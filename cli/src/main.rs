mod app;
mod export;
mod logger;

use std::fs;
use std::io::{self, Write};

use log::{debug, error, trace, warn};

use depwatch::tracer_conf::{RuntimeConf, TracerConf};
use depwatch::{DependencyEdge, TraceError};

use crate::app::App;

fn main() -> Result<(), String> {
    let app = App::new();

    // Get the tracee command as a Vec<&str>
    let child_cmd = app.tracee_cmd().ok_or("Unable to get tracee command")?;

    // Load TracerConf from file if necessary
    let conf: TracerConf = if app.args.get_flag("load_config") {
        match app.config_file() {
            Some(filename) => match TracerConf::from_file(filename) {
                Ok(c) => {
                    debug!("Configuration loaded from {}", filename);
                    c
                }
                Err(e) => {
                    error!("Unable to read tracer configuration from file {}: {}", filename, e);
                    TracerConf::default()
                }
            },
            None => TracerConf::default(),
        }
    } else {
        TracerConf::default()
    };

    // Stream edges to the log as they are found
    let mut runtime_conf = RuntimeConf::default();
    runtime_conf.set_edge_cb(Box::new(|edge: &DependencyEdge| {
        trace!("New edge: process {} {} {}:{}", edge.pid, edge.kind, edge.file.dev, edge.file.ino);
    }));

    // Trace the process
    let report = match depwatch::trace(child_cmd, &conf, &runtime_conf) {
        Ok(report) => report,
        Err(TraceError::UnhandledSyscall { number, pid }) => {
            return Err(format!(
                "process {} issued syscall {} which has no handler; add it to \"ignored_syscalls\" \
                 in a config file (--load-config) if it cannot affect dependencies",
                pid, number
            ));
        }
        Err(e) => return Err(e.to_string()),
    };

    for diag in &report.diagnostics {
        warn!("Process {}, syscall {}: {}", diag.pid, diag.syscall, diag.message);
    }
    if report.interrupted {
        warn!("Tracing was interrupted, the dependency graph is incomplete");
    }

    // Write the dependency graph, or only the files depending on the queried one
    let report = export::without_prefixes(report, &app.ignored_prefixes());
    let rendered = match app.query() {
        Some(target) => export::query(&report, target)?,
        None => export::render(&report, app.format())?,
    };
    match app.output() {
        Some(filename) => fs::write(filename, rendered)
            .map_err(|e| format!("Unable to write dependency graph to {}: {}", filename, e))?,
        None => io::stdout()
            .write_all(rendered.as_bytes())
            .map_err(|e| format!("Unable to write dependency graph: {}", e))?,
    }

    // Save the tracer config based on args
    if app.args.get_flag("save_config") {
        match app.config_file() {
            Some(filename) => {
                if let Err(e) = conf.write_to_file(filename) {
                    error!("Unable to write tracer configuration to file {}: {}", filename, e);
                }
            }
            None => warn!("The program was requested to save the tracer configuration, but no filename was specified"),
        };
    }

    Ok(())
}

→ **Assignment**: Only lines containing the word "main" should be copied from the material above.

→ **Task answer**:
filename cli/src/main.rs
fn main() -> Result<(), String> {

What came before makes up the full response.